**Given records:**
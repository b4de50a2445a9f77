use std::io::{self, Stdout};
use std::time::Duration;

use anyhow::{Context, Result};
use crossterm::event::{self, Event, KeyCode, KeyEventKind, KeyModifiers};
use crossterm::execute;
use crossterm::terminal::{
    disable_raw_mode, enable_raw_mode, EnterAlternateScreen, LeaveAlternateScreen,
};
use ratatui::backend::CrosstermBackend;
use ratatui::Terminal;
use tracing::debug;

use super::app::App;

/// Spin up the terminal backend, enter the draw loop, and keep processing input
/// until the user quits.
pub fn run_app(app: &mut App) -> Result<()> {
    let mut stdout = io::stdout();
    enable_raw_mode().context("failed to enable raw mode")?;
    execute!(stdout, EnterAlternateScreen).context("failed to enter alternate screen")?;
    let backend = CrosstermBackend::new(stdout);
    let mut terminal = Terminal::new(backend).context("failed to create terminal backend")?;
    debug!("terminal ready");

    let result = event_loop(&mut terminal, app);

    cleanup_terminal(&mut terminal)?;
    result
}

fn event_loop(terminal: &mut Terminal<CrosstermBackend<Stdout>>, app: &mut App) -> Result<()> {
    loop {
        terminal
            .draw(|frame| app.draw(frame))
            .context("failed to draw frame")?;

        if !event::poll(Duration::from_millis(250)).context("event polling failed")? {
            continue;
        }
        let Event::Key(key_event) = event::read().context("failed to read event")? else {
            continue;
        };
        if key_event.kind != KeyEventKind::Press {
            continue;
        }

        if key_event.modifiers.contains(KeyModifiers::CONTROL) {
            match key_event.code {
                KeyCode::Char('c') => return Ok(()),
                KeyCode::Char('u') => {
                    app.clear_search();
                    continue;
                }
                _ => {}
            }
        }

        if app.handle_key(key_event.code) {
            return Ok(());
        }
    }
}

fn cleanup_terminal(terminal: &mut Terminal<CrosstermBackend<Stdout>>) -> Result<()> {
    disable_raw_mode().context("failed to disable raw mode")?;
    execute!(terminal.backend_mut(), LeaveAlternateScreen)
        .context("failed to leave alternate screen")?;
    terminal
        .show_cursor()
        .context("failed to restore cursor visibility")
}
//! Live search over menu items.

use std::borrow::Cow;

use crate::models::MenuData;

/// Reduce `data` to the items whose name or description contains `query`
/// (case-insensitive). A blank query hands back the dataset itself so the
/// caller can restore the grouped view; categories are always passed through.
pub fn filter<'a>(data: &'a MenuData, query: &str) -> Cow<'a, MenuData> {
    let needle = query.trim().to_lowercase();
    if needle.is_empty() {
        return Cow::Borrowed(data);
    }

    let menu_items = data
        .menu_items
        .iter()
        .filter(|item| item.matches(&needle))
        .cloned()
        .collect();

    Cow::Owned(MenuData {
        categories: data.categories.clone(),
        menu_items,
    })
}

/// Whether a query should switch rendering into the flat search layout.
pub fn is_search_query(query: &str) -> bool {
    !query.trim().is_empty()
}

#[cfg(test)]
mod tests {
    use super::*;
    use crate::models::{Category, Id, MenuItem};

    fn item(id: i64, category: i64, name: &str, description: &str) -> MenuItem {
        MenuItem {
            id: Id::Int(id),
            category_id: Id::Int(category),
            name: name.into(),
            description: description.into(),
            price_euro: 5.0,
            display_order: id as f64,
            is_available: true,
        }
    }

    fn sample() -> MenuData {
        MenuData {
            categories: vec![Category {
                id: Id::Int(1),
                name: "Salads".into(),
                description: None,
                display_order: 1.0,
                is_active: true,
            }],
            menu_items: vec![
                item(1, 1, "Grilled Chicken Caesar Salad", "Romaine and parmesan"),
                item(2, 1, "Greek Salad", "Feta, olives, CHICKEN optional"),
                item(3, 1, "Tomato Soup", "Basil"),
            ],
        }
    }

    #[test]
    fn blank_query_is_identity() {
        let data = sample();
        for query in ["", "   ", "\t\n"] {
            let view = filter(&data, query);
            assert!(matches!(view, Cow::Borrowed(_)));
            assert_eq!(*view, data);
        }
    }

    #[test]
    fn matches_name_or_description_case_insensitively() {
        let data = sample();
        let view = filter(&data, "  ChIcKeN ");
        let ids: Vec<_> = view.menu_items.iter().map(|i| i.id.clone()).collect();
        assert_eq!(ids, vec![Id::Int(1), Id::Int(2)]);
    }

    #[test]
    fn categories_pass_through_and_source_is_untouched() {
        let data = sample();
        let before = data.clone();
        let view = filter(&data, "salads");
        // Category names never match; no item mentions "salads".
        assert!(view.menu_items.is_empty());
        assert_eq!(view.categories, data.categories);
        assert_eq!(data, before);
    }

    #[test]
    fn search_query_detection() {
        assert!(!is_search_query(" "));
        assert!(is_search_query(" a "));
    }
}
...
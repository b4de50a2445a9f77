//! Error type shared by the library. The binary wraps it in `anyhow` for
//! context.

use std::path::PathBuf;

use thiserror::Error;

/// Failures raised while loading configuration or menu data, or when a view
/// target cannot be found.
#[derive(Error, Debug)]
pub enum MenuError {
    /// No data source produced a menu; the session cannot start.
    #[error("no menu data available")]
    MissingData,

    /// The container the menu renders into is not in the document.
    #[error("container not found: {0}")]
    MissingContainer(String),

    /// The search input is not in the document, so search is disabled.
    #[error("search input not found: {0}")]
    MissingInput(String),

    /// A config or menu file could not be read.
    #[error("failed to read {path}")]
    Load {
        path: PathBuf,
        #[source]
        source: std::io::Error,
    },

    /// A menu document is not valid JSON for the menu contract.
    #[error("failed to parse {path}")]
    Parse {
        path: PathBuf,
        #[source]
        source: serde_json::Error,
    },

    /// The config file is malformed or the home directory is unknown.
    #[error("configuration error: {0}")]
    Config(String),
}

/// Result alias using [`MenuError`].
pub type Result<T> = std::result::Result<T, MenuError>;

**Problem statement:**
If a line in the listing holds the word "Borrowed", list that line.

**Reply to the task:**
        return Cow::Borrowed(data);
            assert!(matches!(view, Cow::Borrowed(_)));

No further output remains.